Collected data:
· · · · ·
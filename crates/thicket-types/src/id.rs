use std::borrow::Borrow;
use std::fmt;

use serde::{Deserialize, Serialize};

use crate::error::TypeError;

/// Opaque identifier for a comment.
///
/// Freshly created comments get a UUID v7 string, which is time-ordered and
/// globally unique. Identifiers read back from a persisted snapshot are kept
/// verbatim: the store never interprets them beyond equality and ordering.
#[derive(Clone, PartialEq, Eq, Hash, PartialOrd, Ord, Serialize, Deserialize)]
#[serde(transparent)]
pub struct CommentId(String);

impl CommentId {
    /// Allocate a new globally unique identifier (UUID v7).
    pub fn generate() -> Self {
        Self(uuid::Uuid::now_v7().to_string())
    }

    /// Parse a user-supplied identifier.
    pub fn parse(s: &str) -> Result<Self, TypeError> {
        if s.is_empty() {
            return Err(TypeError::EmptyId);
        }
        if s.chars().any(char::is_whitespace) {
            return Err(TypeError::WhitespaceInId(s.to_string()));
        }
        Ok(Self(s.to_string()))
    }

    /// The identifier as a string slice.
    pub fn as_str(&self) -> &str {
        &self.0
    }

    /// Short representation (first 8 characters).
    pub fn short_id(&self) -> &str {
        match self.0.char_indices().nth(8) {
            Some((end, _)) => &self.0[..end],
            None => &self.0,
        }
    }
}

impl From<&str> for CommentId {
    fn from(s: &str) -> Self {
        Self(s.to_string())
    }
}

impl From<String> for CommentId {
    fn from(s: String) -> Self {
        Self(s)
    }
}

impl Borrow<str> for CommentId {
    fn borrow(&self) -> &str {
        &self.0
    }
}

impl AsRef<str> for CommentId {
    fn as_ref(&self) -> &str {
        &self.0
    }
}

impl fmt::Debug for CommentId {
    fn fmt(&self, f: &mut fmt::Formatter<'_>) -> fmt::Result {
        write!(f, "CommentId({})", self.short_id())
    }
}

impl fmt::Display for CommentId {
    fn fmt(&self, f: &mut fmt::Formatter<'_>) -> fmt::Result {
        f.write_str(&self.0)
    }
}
· · · · ·
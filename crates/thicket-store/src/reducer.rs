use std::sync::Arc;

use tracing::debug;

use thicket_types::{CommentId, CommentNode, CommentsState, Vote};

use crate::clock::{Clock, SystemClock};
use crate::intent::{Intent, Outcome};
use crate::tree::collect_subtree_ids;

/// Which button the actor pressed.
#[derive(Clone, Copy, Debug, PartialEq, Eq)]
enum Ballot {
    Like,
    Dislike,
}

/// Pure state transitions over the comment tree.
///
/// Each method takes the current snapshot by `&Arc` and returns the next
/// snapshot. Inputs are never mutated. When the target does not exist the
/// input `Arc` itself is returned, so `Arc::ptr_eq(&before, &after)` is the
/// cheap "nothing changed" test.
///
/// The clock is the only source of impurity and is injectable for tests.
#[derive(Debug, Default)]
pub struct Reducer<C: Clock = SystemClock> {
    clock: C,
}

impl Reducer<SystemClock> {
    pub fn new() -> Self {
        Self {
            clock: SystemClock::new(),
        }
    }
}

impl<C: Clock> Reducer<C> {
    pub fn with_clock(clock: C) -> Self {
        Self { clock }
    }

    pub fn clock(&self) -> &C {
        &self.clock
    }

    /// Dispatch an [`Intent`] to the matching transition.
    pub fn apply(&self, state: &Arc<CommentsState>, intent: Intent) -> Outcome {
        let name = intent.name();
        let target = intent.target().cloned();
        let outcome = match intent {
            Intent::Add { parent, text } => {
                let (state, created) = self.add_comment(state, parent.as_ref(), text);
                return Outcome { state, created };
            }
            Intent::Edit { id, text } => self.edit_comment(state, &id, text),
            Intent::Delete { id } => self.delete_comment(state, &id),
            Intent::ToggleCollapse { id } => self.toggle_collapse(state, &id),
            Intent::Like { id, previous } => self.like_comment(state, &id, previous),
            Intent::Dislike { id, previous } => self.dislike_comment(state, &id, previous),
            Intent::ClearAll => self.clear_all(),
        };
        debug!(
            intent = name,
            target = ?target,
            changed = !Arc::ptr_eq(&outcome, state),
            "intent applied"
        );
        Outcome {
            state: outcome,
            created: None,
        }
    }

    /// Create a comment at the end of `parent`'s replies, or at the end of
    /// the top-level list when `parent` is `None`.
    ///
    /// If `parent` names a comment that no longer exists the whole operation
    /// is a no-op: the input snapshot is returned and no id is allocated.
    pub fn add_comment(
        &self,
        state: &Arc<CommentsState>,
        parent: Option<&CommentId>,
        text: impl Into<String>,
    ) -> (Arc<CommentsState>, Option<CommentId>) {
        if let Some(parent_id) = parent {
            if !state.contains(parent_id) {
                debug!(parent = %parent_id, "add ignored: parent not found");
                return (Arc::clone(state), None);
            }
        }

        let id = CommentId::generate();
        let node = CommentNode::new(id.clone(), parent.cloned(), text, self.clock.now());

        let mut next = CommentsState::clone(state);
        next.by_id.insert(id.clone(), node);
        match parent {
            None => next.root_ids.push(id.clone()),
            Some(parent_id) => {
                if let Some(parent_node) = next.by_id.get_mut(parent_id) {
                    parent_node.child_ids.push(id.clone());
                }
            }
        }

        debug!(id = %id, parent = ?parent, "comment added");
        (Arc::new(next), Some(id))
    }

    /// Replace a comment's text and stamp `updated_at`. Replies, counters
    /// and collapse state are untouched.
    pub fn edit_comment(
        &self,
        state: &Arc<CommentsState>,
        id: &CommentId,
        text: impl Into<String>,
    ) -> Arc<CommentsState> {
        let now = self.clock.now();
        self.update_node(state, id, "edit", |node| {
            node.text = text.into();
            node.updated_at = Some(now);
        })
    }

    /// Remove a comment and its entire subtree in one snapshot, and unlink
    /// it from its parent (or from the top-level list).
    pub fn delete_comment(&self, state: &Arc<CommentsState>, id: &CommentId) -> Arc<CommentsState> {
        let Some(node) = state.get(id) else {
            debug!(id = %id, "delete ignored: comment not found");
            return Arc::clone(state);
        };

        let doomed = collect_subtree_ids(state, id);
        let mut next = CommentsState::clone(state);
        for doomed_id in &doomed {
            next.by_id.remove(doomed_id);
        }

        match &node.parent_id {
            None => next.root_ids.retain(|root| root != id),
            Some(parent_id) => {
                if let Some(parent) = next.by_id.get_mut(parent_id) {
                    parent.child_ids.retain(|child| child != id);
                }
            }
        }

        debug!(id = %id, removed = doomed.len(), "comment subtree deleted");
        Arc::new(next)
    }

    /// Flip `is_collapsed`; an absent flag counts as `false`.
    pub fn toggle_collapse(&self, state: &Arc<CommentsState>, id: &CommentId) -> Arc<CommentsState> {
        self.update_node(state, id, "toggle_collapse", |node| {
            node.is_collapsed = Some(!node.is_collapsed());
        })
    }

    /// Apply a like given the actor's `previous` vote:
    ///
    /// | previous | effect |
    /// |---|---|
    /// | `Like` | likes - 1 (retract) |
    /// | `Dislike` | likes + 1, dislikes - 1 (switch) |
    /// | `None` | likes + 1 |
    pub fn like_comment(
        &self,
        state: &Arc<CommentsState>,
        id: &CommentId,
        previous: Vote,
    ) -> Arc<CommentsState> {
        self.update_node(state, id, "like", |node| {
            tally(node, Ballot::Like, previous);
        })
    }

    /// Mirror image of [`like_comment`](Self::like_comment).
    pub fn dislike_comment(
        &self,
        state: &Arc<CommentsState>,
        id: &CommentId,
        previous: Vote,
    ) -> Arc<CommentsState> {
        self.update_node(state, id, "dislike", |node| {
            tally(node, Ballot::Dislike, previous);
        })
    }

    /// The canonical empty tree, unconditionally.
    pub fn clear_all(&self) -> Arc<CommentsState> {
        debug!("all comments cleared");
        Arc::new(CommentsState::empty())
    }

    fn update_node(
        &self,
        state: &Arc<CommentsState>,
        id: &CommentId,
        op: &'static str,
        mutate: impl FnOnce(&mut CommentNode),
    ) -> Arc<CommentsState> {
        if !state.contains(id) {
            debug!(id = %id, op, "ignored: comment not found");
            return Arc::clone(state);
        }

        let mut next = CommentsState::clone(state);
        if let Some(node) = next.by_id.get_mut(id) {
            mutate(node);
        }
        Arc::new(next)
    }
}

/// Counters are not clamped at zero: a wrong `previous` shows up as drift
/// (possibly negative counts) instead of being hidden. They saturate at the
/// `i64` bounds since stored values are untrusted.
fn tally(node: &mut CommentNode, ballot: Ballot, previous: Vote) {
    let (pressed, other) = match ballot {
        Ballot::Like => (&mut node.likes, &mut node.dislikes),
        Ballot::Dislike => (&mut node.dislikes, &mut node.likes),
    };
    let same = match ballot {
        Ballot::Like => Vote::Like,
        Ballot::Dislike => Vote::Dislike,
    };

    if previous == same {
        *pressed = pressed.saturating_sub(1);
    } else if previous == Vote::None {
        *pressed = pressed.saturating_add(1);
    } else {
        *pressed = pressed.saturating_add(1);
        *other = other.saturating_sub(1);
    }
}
· · · · ·
#### [HOW TO COMPLETE THIS TASK]
Looking at the records above, please work out how many lines contain "level" and state only that number.

#### [TASK OUTPUT]
2